## TASK OBJECTIVE
Exactly as they appear below, repeat the lines from the one with "let dropped = if" through the one with "self.ensure_worker();", and no others.

## Stored data entries
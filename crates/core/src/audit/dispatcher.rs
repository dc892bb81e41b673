//! Fire-and-forget audit dispatch.
//!
//! [`AuditDispatcher::record`] never blocks and never fails: the record is
//! appended to a bounded local ring (always) and to a bounded delivery queue
//! (when a sink is configured). A detached worker drains the queue into the
//! sink. A full queue drops its oldest pending record.

use std::collections::VecDeque;
use std::sync::atomic::{AtomicBool, AtomicU64, Ordering};
use std::sync::Arc;
use std::time::Duration;

use oncovista_common::RingBuffer;
use oncovista_domain::{AuditConfig, AuditRecord};
use parking_lot::Mutex;
use tokio::sync::Notify;
use tokio::task::JoinHandle;
use tokio_util::sync::CancellationToken;
use tracing::{debug, warn};

use super::ports::AuditSink;

/// Counters describing dispatcher health.
#[derive(Debug, Clone, Copy, Default, PartialEq, Eq)]
pub struct AuditStats {
    pub recorded: u64,
    pub delivered: u64,
    pub failed: u64,
    /// Pending records discarded because the queue was full.
    pub dropped: u64,
    pub pending: usize,
}

struct Shared {
    sink: Option<Arc<dyn AuditSink>>,
    queue: Mutex<VecDeque<AuditRecord>>,
    queue_capacity: usize,
    ring: Mutex<RingBuffer<AuditRecord>>,
    notify: Notify,
    send_timeout: Duration,
    cancellation: CancellationToken,
    recorded: AtomicU64,
    delivered: AtomicU64,
    failed: AtomicU64,
    dropped: AtomicU64,
}

impl Shared {
    async fn deliver(&self, sink: &dyn AuditSink, record: AuditRecord) {
        match tokio::time::timeout(self.send_timeout, sink.send(&record)).await {
            Ok(Ok(())) => {
                self.delivered.fetch_add(1, Ordering::Relaxed);
            }
            Ok(Err(err)) => {
                self.failed.fetch_add(1, Ordering::Relaxed);
                warn!(
                    retrieval_id = %record.retrieval_id,
                    sequence = record.sequence,
                    error = %err,
                    "Audit sink rejected record"
                );
            }
            Err(_) => {
                self.failed.fetch_add(1, Ordering::Relaxed);
                warn!(
                    retrieval_id = %record.retrieval_id,
                    timeout_ms = self.send_timeout.as_millis(),
                    "Audit sink timed out"
                );
            }
        }
    }

    fn next(&self) -> Option<AuditRecord> {
        self.queue.lock().pop_front()
    }
}

/// Records retrieval decisions without touching the caller's critical path.
pub struct AuditDispatcher {
    shared: Arc<Shared>,
    worker: Mutex<Option<JoinHandle<()>>>,
    started: AtomicBool,
}

impl std::fmt::Debug for AuditDispatcher {
    fn fmt(&self, f: &mut std::fmt::Formatter<'_>) -> std::fmt::Result {
        f.debug_struct("AuditDispatcher")
            .field("has_sink", &self.shared.sink.is_some())
            .field("stats", &self.stats())
            .finish_non_exhaustive()
    }
}

impl AuditDispatcher {
    /// Dispatcher forwarding to `sink`, or keeping records locally only when
    /// `sink` is `None`.
    pub fn new(sink: Option<Arc<dyn AuditSink>>, config: &AuditConfig) -> Self {
        let shared = Shared {
            sink,
            queue: Mutex::new(VecDeque::new()),
            queue_capacity: config.queue_capacity.max(1),
            ring: Mutex::new(RingBuffer::new(config.ring_capacity)),
            notify: Notify::new(),
            send_timeout: config.send_timeout(),
            cancellation: CancellationToken::new(),
            recorded: AtomicU64::new(0),
            delivered: AtomicU64::new(0),
            failed: AtomicU64::new(0),
            dropped: AtomicU64::new(0),
        };
        Self { shared: Arc::new(shared), worker: Mutex::new(None), started: AtomicBool::new(false) }
    }

    /// Dispatcher without a durable sink.
    pub fn local_only(config: &AuditConfig) -> Self {
        Self::new(None, config)
    }

    /// Record `record`. Returns immediately.
    pub fn record(&self, record: AuditRecord) {
        self.shared.recorded.fetch_add(1, Ordering::Relaxed);

        if self.shared.sink.is_some() && !self.shared.cancellation.is_cancelled() {
            let dropped = {
                let mut queue = self.shared.queue.lock();
                let dropped = if queue.len() >= self.shared.queue_capacity {
                    queue.pop_front()
                } else {
                    None
                };
                queue.push_back(record.clone());
                dropped
            };
            if let Some(old) = dropped {
                self.shared.dropped.fetch_add(1, Ordering::Relaxed);
                debug!(retrieval_id = %old.retrieval_id, "Audit queue full, dropped oldest record");
            }
            self.ensure_worker();
            self.shared.notify.notify_one();
        }

        self.shared.ring.lock().push(record);
    }

    /// The most recent records, oldest first.
    pub fn recent(&self) -> Vec<AuditRecord> {
        self.shared.ring.lock().to_vec()
    }

    pub fn stats(&self) -> AuditStats {
        AuditStats {
            recorded: self.shared.recorded.load(Ordering::Relaxed),
            delivered: self.shared.delivered.load(Ordering::Relaxed),
            failed: self.shared.failed.load(Ordering::Relaxed),
            dropped: self.shared.dropped.load(Ordering::Relaxed),
            pending: self.shared.queue.lock().len(),
        }
    }

    /// Stop the worker after it has attempted every queued record.
    pub async fn shutdown(&self) {
        self.shared.cancellation.cancel();
        let handle = self.worker.lock().take();
        if let Some(handle) = handle {
            if let Err(err) = handle.await {
                warn!(error = %err, "Audit worker terminated abnormally");
            }
        }
    }

    fn ensure_worker(&self) {
        if self.started.load(Ordering::Acquire) {
            return;
        }
        let Ok(runtime) = tokio::runtime::Handle::try_current() else {
            debug!("No async runtime yet, audit records stay queued");
            return;
        };
        if self.started.swap(true, Ordering::AcqRel) {
            return;
        }
        let Some(sink) = self.shared.sink.clone() else {
            return;
        };
        let shared = Arc::clone(&self.shared);
        *self.worker.lock() = Some(runtime.spawn(run_worker(shared, sink)));
        debug!("Audit worker started");
    }
}

impl Drop for AuditDispatcher {
    fn drop(&mut self) {
        self.shared.cancellation.cancel();
    }
}

async fn run_worker(shared: Arc<Shared>, sink: Arc<dyn AuditSink>) {
    loop {
        if let Some(record) = shared.next() {
            shared.deliver(sink.as_ref(), record).await;
            continue;
        }
        tokio::select! {
            () = shared.cancellation.cancelled() => break,
            () = shared.notify.notified() => {}
        }
    }

    while let Some(record) = shared.next() {
        shared.deliver(sink.as_ref(), record).await;
    }
    debug!("Audit worker stopped");
}
//! Configuration loading and management
//!
//! This module provides utilities for loading engine configuration from
//! files and environment variables.

pub mod loader;

// Re-export commonly used items
pub use loader::{apply_env_overrides, load, load_from_file, probe_config_paths};
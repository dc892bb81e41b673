//! # OncoVista Core
//!
//! Retrieval policy - no infrastructure dependencies.
//!
//! This crate contains:
//! - Port interfaces (traits) for the remote service, audit sink and
//!   reachability signal
//! - The rule-based fallback generator
//! - The audit dispatcher and reachability monitor
//! - The recommendation engine (tiered fallback orchestration)
//!
//! ## Architecture Principles
//! - Depends only on `oncovista-common` and `oncovista-domain`
//! - No HTTP, filesystem or socket code
//! - All external collaborators via traits

pub mod audit;
pub mod fallback;
pub mod reachability;
pub mod retrieval;

pub use audit::{AuditDispatcher, AuditSink, AuditStats, SinkError};
pub use fallback::{BasicProtocolRules, FallbackGenerator};
pub use reachability::{ReachabilityMonitor, ReachabilitySignal, WatchReachability};
pub use retrieval::{
    RecommendationEngine, RecommendationEngineBuilder, RecommendationService, RetrieveError,
    RetrieveOptions, RetrieveResult,
};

## TASK OUTPUT
                let dropped = if queue.len() >= self.shared.queue_capacity {
                    queue.pop_front()
                } else {
                    None
                };
                queue.push_back(record.clone());
                dropped
            };
            if let Some(old) = dropped {
                self.shared.dropped.fetch_add(1, Ordering::Relaxed);
                debug!(retrieval_id = %old.retrieval_id, "Audit queue full, dropped oldest record");
            }
            self.ensure_worker();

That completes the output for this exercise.